What the exercise asks - Filter the data for "Mutex" and copy matching lines.

Records for processing -
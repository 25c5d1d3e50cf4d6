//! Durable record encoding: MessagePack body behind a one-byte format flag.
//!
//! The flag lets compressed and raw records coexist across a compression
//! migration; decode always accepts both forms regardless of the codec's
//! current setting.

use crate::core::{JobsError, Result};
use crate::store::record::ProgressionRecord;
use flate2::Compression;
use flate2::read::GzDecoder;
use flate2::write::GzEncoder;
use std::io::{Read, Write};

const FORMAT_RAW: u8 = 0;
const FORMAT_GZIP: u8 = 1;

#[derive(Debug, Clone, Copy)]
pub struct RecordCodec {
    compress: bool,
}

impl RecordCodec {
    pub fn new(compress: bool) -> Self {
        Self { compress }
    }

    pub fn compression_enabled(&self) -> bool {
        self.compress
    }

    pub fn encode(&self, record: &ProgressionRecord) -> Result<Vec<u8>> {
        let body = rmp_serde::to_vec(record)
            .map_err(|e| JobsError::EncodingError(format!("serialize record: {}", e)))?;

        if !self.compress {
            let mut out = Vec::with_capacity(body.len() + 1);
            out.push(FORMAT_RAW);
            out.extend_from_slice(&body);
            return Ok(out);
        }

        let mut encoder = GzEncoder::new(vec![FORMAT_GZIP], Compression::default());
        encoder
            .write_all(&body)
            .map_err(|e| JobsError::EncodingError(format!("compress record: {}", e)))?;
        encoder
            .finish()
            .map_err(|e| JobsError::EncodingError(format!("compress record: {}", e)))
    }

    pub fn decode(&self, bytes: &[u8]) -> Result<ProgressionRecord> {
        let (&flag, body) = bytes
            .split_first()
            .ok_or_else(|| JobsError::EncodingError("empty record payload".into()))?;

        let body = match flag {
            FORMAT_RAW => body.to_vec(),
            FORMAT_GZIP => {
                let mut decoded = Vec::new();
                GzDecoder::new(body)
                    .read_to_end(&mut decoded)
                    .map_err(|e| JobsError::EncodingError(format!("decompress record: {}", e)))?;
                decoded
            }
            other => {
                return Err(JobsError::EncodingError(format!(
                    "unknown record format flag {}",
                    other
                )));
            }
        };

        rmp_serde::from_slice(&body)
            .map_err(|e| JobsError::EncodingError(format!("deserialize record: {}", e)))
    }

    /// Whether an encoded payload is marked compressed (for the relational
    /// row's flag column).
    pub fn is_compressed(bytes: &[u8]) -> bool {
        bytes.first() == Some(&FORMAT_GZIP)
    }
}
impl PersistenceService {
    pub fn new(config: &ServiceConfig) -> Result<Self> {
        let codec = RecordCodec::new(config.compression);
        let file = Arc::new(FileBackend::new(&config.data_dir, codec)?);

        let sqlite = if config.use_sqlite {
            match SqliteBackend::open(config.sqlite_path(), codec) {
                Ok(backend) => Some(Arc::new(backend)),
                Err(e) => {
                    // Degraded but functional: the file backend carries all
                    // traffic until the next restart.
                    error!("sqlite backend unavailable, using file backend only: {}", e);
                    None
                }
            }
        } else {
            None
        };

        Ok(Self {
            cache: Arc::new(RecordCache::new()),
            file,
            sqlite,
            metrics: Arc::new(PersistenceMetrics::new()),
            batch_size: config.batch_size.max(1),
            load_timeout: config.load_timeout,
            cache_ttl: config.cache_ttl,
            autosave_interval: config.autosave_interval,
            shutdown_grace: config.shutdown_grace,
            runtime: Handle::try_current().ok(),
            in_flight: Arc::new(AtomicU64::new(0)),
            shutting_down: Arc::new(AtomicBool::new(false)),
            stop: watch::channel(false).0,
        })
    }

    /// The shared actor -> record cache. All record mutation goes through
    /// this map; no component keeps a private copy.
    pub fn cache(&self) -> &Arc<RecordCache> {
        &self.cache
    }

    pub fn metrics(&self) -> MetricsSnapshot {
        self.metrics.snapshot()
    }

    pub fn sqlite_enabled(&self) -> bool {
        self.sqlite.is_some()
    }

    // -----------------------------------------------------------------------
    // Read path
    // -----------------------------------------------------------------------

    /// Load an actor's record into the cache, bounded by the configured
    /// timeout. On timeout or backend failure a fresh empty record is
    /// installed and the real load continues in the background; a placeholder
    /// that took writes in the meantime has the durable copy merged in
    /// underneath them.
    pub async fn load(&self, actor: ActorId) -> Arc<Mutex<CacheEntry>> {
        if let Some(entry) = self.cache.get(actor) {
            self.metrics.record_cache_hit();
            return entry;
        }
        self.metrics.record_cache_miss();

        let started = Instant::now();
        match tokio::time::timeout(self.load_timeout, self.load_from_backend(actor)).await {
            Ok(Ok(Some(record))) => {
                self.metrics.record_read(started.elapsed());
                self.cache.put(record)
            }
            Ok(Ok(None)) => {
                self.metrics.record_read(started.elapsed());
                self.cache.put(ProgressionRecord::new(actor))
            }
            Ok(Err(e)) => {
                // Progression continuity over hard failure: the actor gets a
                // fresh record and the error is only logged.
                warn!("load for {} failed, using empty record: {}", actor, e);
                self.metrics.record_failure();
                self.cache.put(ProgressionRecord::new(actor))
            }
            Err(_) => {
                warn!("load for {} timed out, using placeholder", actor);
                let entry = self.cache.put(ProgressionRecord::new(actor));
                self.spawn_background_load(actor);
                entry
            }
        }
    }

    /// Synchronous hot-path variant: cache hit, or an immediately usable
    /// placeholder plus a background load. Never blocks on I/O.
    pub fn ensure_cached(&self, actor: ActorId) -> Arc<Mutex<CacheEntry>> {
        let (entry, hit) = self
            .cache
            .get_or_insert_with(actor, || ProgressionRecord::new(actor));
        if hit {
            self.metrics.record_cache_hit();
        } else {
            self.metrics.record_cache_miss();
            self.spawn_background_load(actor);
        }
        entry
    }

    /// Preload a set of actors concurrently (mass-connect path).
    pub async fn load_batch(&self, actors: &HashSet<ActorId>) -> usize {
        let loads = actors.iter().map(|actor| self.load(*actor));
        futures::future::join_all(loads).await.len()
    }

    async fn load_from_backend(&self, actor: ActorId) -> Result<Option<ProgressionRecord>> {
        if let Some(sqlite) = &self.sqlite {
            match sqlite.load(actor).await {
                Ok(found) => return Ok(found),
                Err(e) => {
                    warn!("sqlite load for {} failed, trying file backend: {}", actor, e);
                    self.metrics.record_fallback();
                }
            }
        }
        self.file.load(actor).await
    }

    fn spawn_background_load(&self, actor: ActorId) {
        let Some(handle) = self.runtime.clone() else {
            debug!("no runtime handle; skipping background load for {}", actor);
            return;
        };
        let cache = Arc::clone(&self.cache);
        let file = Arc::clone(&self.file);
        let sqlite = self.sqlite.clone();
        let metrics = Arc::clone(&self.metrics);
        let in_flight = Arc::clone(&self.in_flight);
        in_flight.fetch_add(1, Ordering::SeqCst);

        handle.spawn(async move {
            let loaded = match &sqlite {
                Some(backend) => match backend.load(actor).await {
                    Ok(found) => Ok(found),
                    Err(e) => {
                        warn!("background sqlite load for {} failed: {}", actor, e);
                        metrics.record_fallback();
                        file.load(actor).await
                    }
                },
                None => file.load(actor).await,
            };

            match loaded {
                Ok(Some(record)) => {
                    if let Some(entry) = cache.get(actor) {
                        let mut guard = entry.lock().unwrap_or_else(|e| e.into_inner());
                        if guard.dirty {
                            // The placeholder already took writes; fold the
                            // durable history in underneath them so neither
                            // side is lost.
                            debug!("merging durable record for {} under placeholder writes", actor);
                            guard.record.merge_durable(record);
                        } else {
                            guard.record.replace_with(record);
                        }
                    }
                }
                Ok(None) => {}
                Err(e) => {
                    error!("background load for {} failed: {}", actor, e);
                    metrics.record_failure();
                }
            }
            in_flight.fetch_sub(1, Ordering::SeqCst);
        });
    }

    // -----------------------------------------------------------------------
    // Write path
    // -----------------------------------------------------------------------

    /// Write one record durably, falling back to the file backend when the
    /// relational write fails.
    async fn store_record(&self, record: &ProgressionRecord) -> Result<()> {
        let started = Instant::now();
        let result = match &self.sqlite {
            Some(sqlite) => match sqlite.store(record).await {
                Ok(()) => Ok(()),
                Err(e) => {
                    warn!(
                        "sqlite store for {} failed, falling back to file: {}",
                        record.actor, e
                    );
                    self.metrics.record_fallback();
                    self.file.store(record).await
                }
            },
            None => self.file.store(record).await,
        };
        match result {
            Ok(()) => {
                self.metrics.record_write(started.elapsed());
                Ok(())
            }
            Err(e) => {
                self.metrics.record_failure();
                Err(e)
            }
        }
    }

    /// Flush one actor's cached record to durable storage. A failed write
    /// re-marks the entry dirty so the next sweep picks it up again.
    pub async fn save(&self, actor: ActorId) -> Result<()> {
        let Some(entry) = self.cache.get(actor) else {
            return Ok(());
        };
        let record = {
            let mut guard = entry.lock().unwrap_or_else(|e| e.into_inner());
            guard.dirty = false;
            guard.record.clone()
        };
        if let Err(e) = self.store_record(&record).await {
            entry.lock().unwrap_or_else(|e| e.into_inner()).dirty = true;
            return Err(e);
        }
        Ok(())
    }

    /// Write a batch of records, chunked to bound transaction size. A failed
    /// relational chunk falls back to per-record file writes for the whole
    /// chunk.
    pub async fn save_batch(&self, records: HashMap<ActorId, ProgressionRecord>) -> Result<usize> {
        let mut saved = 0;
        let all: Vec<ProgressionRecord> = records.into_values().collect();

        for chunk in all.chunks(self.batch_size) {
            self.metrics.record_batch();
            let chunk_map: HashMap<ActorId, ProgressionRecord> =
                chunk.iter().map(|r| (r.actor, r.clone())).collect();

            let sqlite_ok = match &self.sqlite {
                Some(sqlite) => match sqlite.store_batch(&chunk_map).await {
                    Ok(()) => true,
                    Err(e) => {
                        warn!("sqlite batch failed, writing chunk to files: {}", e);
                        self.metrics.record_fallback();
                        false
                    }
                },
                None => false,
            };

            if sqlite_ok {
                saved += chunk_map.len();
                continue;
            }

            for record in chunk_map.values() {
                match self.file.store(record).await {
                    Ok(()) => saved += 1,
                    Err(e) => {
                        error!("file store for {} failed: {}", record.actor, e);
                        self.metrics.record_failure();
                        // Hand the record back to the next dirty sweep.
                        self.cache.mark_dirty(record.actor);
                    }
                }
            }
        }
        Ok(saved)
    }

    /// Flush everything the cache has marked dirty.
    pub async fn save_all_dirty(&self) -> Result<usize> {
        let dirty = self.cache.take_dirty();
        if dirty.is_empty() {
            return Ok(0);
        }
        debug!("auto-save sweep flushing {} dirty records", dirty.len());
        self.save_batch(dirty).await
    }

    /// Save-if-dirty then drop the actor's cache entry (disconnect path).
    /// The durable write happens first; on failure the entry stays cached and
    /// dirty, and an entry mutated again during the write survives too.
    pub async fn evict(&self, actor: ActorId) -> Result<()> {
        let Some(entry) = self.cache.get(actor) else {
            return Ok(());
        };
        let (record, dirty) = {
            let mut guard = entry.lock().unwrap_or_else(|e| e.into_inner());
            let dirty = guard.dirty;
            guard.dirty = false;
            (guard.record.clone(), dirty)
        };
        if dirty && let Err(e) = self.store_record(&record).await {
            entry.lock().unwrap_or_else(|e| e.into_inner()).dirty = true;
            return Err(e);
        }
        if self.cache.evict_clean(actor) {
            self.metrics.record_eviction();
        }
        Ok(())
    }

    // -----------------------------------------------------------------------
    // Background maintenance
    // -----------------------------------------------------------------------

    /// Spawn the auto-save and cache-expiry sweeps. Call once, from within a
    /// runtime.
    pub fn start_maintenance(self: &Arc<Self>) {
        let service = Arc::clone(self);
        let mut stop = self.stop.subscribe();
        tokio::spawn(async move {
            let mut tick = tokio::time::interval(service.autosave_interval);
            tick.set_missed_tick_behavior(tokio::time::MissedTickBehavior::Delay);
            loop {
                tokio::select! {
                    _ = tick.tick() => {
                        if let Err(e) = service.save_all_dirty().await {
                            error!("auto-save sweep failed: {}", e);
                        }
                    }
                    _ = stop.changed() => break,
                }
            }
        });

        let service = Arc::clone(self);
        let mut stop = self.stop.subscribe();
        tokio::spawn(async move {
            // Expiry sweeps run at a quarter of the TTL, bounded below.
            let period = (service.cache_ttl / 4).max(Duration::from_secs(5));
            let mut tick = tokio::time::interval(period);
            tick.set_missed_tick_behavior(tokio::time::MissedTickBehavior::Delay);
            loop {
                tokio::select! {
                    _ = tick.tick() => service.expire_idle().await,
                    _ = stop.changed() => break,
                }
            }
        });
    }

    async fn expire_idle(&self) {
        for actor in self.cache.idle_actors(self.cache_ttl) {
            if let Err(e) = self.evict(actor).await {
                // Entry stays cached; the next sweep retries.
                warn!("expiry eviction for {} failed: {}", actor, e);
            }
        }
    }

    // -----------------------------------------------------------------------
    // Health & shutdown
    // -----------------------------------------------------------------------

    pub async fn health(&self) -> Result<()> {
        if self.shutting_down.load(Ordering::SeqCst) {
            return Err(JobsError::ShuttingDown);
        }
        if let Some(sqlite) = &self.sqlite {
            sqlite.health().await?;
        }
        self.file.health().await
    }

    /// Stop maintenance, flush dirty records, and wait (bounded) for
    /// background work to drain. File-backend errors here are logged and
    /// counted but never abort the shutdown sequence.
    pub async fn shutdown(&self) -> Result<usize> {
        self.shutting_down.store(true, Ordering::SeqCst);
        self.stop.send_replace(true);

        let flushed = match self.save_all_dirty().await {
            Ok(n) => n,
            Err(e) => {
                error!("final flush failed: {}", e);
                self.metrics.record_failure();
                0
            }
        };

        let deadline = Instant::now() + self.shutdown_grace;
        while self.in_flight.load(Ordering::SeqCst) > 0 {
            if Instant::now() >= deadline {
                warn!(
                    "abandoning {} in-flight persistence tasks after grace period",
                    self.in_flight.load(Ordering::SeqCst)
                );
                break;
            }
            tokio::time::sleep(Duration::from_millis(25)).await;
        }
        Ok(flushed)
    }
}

Exercise response -
    pub async fn load(&self, actor: ActorId) -> Arc<Mutex<CacheEntry>> {
    pub fn ensure_cached(&self, actor: ActorId) -> Arc<Mutex<CacheEntry>> {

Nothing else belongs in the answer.